Connect with us

Ne arıyorsun?

Argonotlar

Kütüphane

Adada olmanın dayanılmaz hafifliği ve de ağırlığı

Manuel Çıtak’ın ilk kişisel sergisi “islomania” 2 Temmuz’a kadar Depo’da görülebilecek. Serginin küratörleri Refik Akyüz ve Serdar Darendeliler’in sergi metni Argonotlar Kütüphanesi’nde.

Manuel Çıtak, Kıyıda IV, 2019.

Bir itirafla başlayalım: islomania sözcüğünü, muhtemelen pek çoğunuz gibi, biz de ilk defa bu sergi hakkında konuşmaya başladığımız zaman duyduk. İlk defa duymuş olsak da nedense bize hiç yabancı bir kavram gibi gelmedi. Bu kavramı ilk olarak, yirminci yüzyılda yaşamış İngiliz roman, oyun ve seyahat kitapları yazarı, şair Lawrence Durrell kullanmış. Durrell’in Rodos üzerine yazdığı Reflections on a Marine Venus (1953) kitabında, Rodos adasındayken arkadaş olduğunu belirttiği -ancak aslında Durrell tarafından yaratılmış hayalî bir karakter olan- Gideon tarafından ortaya atılmış olduğunu söyleyerek kullandığı islomania’dan muzdarip olan insanlar, etrafı denizle çevrili küçük bir dünya üzerinde oldukları bilgisiyle bile tanımlaması güç bir sarhoşluğa adım atarlar.
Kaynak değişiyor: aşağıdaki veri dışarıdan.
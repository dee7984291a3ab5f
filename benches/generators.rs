use criterion::{BenchmarkId, Criterion, criterion_group, criterion_main};
use seg_ensemble::generator::{
    CartesianGridGenerator, LatinHypercubeGenerator, ParameterGenerator, RandomGenerator,
};
use seg_ensemble::{ParameterRange, Registry};

const RANGE: &str = "Beta\t0.1:10:log\nGamma\t0.01:1:log\nMaxIterations\t50:200\n\
    SvmC\t0.1:100:log\nSvmGamma\t0.01:1:log\nSvmChannels\t1:3\n\
    Weight\t0.2:0.6\nReducedDim\t1:4\nDist\tl1,l2,cos\n\
    Weight\t0.4:0.8\nReducedDim\t1:2\nDist\tjs,cs\n";

fn range() -> ParameterRange {
    ParameterRange::parse(RANGE, &Registry::standard()).unwrap()
}

fn bench_generators(c: &mut Criterion) {
    let range = range();
    let generators: Vec<(&str, Box<dyn ParameterGenerator>)> = vec![
        ("random", Box::new(RandomGenerator::with_seed(42))),
        ("latin_hypercube", Box::new(LatinHypercubeGenerator::with_seed(42))),
        ("grid", Box::new(CartesianGridGenerator::new())),
    ];

    for (name, generator) in &generators {
        let mut group = c.benchmark_group(*name);
        for count in [10, 100, 1000] {
            group.bench_with_input(BenchmarkId::new("count", count), &count, |b, &count| {
                b.iter(|| generator.generate(&range, count).unwrap());
            });
        }
        group.finish();
    }
}

fn bench_descriptors(c: &mut Criterion) {
    let range = range();
    let sets = RandomGenerator::with_seed(7).generate(&range, 100).unwrap();
    c.bench_function("descriptor_round_trip", |b| {
        b.iter(|| {
            for set in &sets {
                let line = set.to_descriptor(&range).unwrap();
                seg_ensemble::ParameterSet::from_descriptor(&line, &range).unwrap();
            }
        });
    });
}

criterion_group!(benches, bench_generators, bench_descriptors);
criterion_main!(benches);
Durrell bu kitabında islomania’yı tam olarak şöyle tanımlar: “Bir keresinde Gideon’un defterlerinin arasında tıp bilimi tarafından sınıflandırılmamış hastalıklara dair bir liste buldum. Burada islomania diye nadir ama bilinmez olmayan bir ruh hastalığından bahsediyordu. Bu insanlar, Gideon’un deyimiyle, adaları bir şekilde çok çekici buluyordu. Gideon’a göre, biz islomanlar doğrudan Atlantislilerin soyundan gelmekteyiz ve bilinçaltımız kayıp Atlantis’e doğru çekilmekte. Bu da demek ki adaları karşı konulmaz buluyoruz.”

Manuel Çıtak, Kıyıda II, 2019.

Türkçede resmi sözlükte yer almayan, İngilizce’de de saygın sözlüklerin bazılarına henüz girmemiş bir sözcük olan islomania, Durrell’in ilk kullanımından onlarca yıl sonra bugün artık kent hayatından bunalan, ekolojik yıkıma karşı durmak için şehirden kaçarak doğaya daha yakın yaşamaya başlayan insanların ruh halini de tanımlayan bir hale dönüşüp daha farklı anlamlar da kazanmış durumda. Bu insanların kaçtıkları yer coğrafi olarak illa ki bir ‘ada’ olmasa da bu kaçışta ağırlıklı olarak doğaya yakın yaşamaya duyulan bir çekim rol oynuyor. Kent hayatının sadece koşturması değil ama doğayı taklit etmeye çalışan alanların azlığı ve kalabalıkların yönelmesi sonucu buraların da artık sükûnet barındırmaması, insanların farklı arayışlara girmesine sebep oluyor. Kaçılan ‘ada’ çoğunlukla o sükûneti vadederken şehirde alışılan bazı olanaklardan yoksun kalmak, insanı bir nevi ikilemde bırakıyor. Huzuru arayan insan aynı zamanda yalnızlık duygusuyla baş etmek zorunda kalabiliyor. Doğası gereği içinde böyle ikilemler barındıran islomania’ya kapılanlar adadayken oradan ayrılmak istemese de adada değilken de oraya dönmekte tereddüt edebiliyor. Dolayısıyla ada manyaklığı, ada saplantısı veya ada sarhoşluğu olarak da tanımlayabileceğimiz islomania, herkesin yakalanabileceği bir hastalık değil ama yakalananların yakasını da ömürleri boyunca bırakmayan cinsten bir hastalık.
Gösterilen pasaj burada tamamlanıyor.